# TASK ITEM:
Your job is to return every line in the data holding the string "ApprovalStatus".

Source data
::::::::

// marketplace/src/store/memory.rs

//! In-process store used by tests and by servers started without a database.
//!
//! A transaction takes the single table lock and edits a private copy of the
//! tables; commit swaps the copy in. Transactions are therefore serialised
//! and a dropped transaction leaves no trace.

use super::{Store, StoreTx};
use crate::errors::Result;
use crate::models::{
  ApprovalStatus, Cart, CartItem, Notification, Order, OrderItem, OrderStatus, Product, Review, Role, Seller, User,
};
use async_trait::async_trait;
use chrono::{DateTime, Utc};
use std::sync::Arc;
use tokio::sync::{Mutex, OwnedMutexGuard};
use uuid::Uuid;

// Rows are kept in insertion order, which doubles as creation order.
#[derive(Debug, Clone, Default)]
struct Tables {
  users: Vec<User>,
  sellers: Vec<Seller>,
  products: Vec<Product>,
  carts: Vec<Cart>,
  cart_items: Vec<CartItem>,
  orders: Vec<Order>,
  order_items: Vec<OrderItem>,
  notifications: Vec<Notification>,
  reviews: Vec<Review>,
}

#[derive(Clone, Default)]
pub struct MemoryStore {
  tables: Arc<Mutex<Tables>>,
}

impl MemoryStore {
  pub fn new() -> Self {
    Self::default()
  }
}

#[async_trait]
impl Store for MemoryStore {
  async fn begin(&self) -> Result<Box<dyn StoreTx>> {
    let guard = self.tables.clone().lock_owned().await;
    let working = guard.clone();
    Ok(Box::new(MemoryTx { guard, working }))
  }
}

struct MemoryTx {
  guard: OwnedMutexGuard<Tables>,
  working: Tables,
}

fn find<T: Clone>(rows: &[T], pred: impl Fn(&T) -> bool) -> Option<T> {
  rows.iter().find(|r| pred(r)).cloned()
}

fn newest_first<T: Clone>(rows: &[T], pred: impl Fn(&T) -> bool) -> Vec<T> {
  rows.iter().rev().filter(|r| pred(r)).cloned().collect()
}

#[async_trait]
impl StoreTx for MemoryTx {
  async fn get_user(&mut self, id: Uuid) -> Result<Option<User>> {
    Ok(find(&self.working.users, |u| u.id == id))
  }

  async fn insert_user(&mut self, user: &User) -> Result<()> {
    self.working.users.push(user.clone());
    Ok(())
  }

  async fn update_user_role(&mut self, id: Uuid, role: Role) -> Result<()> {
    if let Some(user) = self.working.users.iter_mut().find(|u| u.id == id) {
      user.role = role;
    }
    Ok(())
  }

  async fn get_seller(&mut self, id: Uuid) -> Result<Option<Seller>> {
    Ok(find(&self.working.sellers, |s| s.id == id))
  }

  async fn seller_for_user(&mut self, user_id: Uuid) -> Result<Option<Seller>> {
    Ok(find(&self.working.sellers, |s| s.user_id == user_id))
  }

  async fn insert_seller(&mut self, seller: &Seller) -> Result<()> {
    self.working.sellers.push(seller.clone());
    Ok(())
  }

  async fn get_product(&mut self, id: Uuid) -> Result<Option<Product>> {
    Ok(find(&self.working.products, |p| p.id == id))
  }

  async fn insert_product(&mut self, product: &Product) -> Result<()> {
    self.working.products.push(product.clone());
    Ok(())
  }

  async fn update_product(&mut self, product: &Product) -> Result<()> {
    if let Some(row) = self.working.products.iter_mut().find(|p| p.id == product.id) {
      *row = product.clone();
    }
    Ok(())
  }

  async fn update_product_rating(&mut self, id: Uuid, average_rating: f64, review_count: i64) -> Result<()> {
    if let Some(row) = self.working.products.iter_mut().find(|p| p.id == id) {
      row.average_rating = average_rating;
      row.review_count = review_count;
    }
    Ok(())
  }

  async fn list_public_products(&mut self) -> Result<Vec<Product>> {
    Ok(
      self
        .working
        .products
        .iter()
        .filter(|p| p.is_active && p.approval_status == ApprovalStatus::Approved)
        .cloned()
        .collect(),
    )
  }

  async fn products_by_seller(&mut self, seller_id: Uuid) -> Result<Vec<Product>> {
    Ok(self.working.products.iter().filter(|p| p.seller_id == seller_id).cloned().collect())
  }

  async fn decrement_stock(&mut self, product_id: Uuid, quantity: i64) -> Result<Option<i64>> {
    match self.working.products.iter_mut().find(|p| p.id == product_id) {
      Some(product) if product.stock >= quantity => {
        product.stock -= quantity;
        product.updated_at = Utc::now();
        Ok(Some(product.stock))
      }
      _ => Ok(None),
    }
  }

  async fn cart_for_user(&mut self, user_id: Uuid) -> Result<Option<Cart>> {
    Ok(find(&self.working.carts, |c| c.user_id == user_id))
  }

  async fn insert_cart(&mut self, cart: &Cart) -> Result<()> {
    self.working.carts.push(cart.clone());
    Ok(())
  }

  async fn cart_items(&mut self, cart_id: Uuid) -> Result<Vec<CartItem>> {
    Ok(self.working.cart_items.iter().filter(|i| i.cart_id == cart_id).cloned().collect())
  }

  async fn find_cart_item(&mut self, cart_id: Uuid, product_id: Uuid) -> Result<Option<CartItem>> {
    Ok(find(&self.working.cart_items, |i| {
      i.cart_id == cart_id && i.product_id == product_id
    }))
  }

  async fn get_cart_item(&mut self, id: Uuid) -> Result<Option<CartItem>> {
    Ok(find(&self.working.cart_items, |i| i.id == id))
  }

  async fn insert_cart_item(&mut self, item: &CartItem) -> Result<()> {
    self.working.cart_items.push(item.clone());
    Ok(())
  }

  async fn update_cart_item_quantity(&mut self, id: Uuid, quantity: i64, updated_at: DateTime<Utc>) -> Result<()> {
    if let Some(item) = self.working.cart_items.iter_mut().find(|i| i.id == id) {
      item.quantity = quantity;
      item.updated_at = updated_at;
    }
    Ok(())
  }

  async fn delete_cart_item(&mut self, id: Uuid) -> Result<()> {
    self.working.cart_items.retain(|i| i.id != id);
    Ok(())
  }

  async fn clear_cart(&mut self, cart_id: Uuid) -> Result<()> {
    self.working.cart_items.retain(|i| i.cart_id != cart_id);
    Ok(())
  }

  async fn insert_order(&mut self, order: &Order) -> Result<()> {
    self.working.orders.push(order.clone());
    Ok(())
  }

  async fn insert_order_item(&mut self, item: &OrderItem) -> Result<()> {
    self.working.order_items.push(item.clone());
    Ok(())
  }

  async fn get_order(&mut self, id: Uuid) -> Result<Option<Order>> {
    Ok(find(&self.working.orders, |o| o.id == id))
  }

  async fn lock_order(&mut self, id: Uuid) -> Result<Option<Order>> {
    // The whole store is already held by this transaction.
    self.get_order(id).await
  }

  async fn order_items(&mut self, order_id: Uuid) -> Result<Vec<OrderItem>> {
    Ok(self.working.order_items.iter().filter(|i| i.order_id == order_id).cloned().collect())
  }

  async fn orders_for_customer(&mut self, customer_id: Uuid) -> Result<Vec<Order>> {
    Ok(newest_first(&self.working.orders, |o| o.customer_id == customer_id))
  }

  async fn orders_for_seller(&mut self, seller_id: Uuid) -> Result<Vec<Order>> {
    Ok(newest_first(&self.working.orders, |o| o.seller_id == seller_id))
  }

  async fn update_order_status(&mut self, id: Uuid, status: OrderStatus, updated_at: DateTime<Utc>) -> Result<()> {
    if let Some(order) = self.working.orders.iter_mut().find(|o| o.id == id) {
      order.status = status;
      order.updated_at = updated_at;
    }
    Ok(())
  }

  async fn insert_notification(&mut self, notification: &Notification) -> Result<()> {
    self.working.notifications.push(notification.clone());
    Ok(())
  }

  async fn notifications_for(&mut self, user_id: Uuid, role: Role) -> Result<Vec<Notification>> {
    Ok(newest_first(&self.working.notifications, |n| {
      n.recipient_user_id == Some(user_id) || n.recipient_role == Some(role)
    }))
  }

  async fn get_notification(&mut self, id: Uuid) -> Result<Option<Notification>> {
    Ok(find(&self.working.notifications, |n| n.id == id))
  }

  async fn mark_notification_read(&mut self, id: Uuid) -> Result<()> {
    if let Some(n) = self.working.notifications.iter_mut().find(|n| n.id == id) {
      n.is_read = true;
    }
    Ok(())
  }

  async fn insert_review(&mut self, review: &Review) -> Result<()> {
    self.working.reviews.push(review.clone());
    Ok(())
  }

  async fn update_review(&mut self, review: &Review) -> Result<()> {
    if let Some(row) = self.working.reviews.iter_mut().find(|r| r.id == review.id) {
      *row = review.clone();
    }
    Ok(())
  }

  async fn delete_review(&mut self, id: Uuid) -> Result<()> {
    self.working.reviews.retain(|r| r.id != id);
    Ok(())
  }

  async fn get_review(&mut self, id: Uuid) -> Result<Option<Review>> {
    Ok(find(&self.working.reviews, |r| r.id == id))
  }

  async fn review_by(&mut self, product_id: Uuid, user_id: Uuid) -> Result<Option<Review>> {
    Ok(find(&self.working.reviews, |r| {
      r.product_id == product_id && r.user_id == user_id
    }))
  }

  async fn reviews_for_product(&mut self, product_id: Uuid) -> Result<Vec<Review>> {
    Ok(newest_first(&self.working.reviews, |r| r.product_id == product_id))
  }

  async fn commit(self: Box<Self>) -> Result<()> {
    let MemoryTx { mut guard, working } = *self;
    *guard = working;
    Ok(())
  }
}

::::::::

# YOUR SOLUTION:
  ApprovalStatus, Cart, CartItem, Notification, Order, OrderItem, OrderStatus, Product, Review, Role, Seller, User,
        .filter(|p| p.is_active && p.approval_status == ApprovalStatus::Approved)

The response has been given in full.